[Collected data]

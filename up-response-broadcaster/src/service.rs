/********************************************************************************
 * Copyright (c) 2026 Contributors to the Eclipse Foundation
 *
 * See the NOTICE file(s) distributed with this work for additional
 * information regarding copyright ownership.
 *
 * This program and the accompanying materials are made available under the
 * terms of the Apache License Version 2.0 which is available at
 * https://www.apache.org/licenses/LICENSE-2.0
 *
 * SPDX-License-Identifier: Apache-2.0
 ********************************************************************************/

use crate::cache::response_slot::ResponseSlot;
use crate::data_plane::{PeriodicBroadcaster, RequestProcessor};
use crate::error::{ProcessError, ServiceError};
use crate::observability::{events, fields};
use crate::publish::PublishPort;
use crate::runtime::stop_signal::StopController;
use crate::runtime::timer_runtime::{build_runtime_thread_name, KeepAliveLoopHandle};
use crate::solver::Solver;
use std::sync::Arc;
use std::time::Duration;
use tracing::{info, warn};

const RESPONSE_SERVICE_TAG: &str = "ResponseService:";
const COMPONENT: &str = "response_service";

///
/// [`ResponseService`] owns the response slot and wires the two producers of
/// publish events around it: the request path ([`process`](Self::process)) and a
/// keep-alive timer running on its own thread.
///
/// The service is constructed explicitly and owned by whoever composes it. Taking
/// `self` in [`shutdown`](Self::shutdown) guarantees no request is in flight when
/// the timer is torn down; the timer finishes any in-flight tick before its thread
/// is joined.
///
/// # Examples
///
/// ```
/// use std::sync::Arc;
/// use std::time::Duration;
/// use async_trait::async_trait;
/// use up_response_broadcaster::{Channel, Header, PublishPort, ResponseService, Solver, Stamped};
/// use up_rust::UStatus;
///
/// #[derive(Clone, Default)]
/// struct Echo {
///     header: Header,
///     text: String,
/// }
///
/// impl Stamped for Echo {
///     fn header(&self) -> &Header {
///         &self.header
///     }
///     fn header_mut(&mut self) -> &mut Header {
///         &mut self.header
///     }
/// }
///
/// struct EchoSolver;
///
/// impl Solver for EchoSolver {
///     type Request = String;
///     type Response = Echo;
///
///     fn solve(&self, request: &String) -> Result<Echo, UStatus> {
///         Ok(Echo { text: request.clone(), ..Default::default() })
///     }
/// }
///
/// struct Discard;
///
/// #[async_trait]
/// impl PublishPort<Echo> for Discard {
///     async fn publish(&self, _channel: Channel, _message: &Echo) -> Result<(), UStatus> {
///         Ok(())
///     }
/// }
///
/// # tokio::runtime::Runtime::new().unwrap().block_on(async {
/// let service = ResponseService::start(
///     "echo",
///     Duration::from_millis(100),
///     EchoSolver,
///     Arc::new(Discard),
/// )
/// .unwrap();
///
/// let response = service.process(&"hello".to_string()).await.unwrap();
/// assert_eq!(response.header().sequence_num, 0);
/// assert_eq!(service.latest().unwrap().text, "hello");
///
/// service.shutdown().unwrap();
/// # });
/// ```
pub struct ResponseService<S: Solver> {
    name: String,
    slot: Arc<ResponseSlot<S::Response>>,
    processor: RequestProcessor<S>,
    stop: StopController,
    keepalive_loop: Option<KeepAliveLoopHandle>,
}

impl<S: Solver> ResponseService<S> {
    /// Initializes and starts the solver, then starts the keep-alive timer.
    ///
    /// The slot starts empty, so the timer stays idle until the first request
    /// succeeds.
    pub fn start(
        name: &str,
        keepalive_interval: Duration,
        solver: S,
        port: Arc<dyn PublishPort<S::Response>>,
    ) -> Result<Self, ServiceError> {
        let name = name.to_string();
        info!(
            event = events::SERVICE_START,
            component = COMPONENT,
            service = name.as_str(),
            interval_ms = fields::duration_ms(keepalive_interval),
            "{RESPONSE_SERVICE_TAG} starting"
        );

        Self::start_solver(&name, &solver)?;

        let slot = Arc::new(ResponseSlot::new());
        let broadcaster =
            PeriodicBroadcaster::new(&name, slot.clone(), port.clone(), keepalive_interval)?;
        let processor = RequestProcessor::new(&name, solver, slot.clone(), port);

        let (stop, stop_signal) = StopController::new();
        let keepalive_loop = broadcaster
            .spawn(build_runtime_thread_name(&name), stop_signal)
            .map_err(ServiceError::TimerSpawn)?;

        Ok(Self {
            name,
            slot,
            processor,
            stop,
            keepalive_loop: Some(keepalive_loop),
        })
    }

    fn start_solver(name: &str, solver: &S) -> Result<(), ServiceError> {
        let lifecycle = solver
            .init()
            .map_err(|status| ("init", status))
            .and_then(|()| solver.start().map_err(|status| ("start", status)));

        lifecycle.map_err(|(stage, status)| {
            warn!(
                event = events::SERVICE_START_FAILED,
                component = COMPONENT,
                service = name,
                stage,
                err = ?status,
                "{RESPONSE_SERVICE_TAG} solver lifecycle failed"
            );
            ServiceError::SolverLifecycle { stage, status }
        })
    }

    pub fn name(&self) -> &str {
        &self.name
    }

    /// Processes one request. See [`RequestProcessor::process`].
    pub async fn process(&self, request: &S::Request) -> Result<Arc<S::Response>, ProcessError> {
        self.processor.process(request).await
    }

    /// The latest committed response, carrying the stamp of its primary publish.
    pub fn latest(&self) -> Option<Arc<S::Response>> {
        self.slot.get()
    }

    pub fn solver(&self) -> &S {
        self.processor.solver()
    }

    /// Stops the keep-alive timer and waits for its thread to finish.
    ///
    /// This blocks the calling thread until any in-flight tick completes. From
    /// async code, call it through [`tokio::task::spawn_blocking`] so a runtime
    /// worker is not parked on the join. Dropping the service blocks the same way.
    pub fn shutdown(mut self) -> Result<(), ServiceError> {
        self.stop_timer()
    }

    fn stop_timer(&mut self) -> Result<(), ServiceError> {
        let Some(keepalive_loop) = self.keepalive_loop.take() else {
            return Ok(());
        };

        info!(
            event = events::SERVICE_STOP_REQUESTED,
            component = COMPONENT,
            service = self.name.as_str(),
            timer_thread = keepalive_loop.timer_thread(),
            "{RESPONSE_SERVICE_TAG} stopping keep-alive timer"
        );
        self.stop.stop();

        keepalive_loop
            .join()
            .map_err(|_| ServiceError::TimerPanicked)?;
        info!(
            event = events::SERVICE_STOPPED,
            component = COMPONENT,
            service = self.name.as_str(),
            "{RESPONSE_SERVICE_TAG} stopped"
        );
        Ok(())
    }
}

/// Stops and joins the timer like [`ResponseService::shutdown`], blocking the
/// dropping thread.
impl<S: Solver> Drop for ResponseService<S> {
    fn drop(&mut self) {
        if let Err(err) = self.stop_timer() {
            warn!(
                component = COMPONENT,
                service = self.name.as_str(),
                err = %err,
                "{RESPONSE_SERVICE_TAG} timer did not stop cleanly"
            );
        }
    }
}
/********************************************************************************
 * Copyright (c) 2026 Contributors to the Eclipse Foundation
 *
 * See the NOTICE file(s) distributed with this work for additional
 * information regarding copyright ownership.
 *
 * This program and the accompanying materials are made available under the
 * terms of the Apache License Version 2.0 which is available at
 * https://www.apache.org/licenses/LICENSE-2.0
 *
 * SPDX-License-Identifier: Apache-2.0
 ********************************************************************************/

use serde::{Deserialize, Serialize};
use up_response_broadcaster::{Header, Solver, Stamped};
use up_rust::{UCode, UStatus};

#[derive(Clone, Debug, Default, Serialize, Deserialize)]
pub(crate) struct WaypointRoute {
    pub(crate) header: Header,
    pub(crate) waypoints: Vec<String>,
}

impl Stamped for WaypointRoute {
    fn header(&self) -> &Header {
        &self.header
    }

    fn header_mut(&mut self) -> &mut Header {
        &mut self.header
    }
}

/// Turns a line like `depot gate-4 dock-2` into a route through those waypoints.
pub(crate) struct EchoSolver;

impl Solver for EchoSolver {
    type Request = String;
    type Response = WaypointRoute;

    fn solve(&self, request: &String) -> Result<WaypointRoute, UStatus> {
        let waypoints: Vec<String> = request.split_whitespace().map(str::to_string).collect();
        if waypoints.is_empty() {
            return Err(UStatus::fail_with_code(
                UCode::INVALID_ARGUMENT,
                "request names no waypoints",
            ));
        }

        Ok(WaypointRoute {
            waypoints,
            ..Default::default()
        })
    }
}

→ **WHAT YOU HAVE TO DO**: Set the entries down again exactly, beginning with their first line and ending with the line that contains "use crate::cache::response_slot::ResponseSlot;"; omit all other lines.

→ **WRITTEN RESPONSE**:
filename up-response-broadcaster/src/service.rs
/********************************************************************************
 * Copyright (c) 2026 Contributors to the Eclipse Foundation
 *
 * See the NOTICE file(s) distributed with this work for additional
 * information regarding copyright ownership.
 *
 * This program and the accompanying materials are made available under the
 * terms of the Apache License Version 2.0 which is available at
 * https://www.apache.org/licenses/LICENSE-2.0
 *
 * SPDX-License-Identifier: Apache-2.0
 ********************************************************************************/

use crate::cache::response_slot::ResponseSlot;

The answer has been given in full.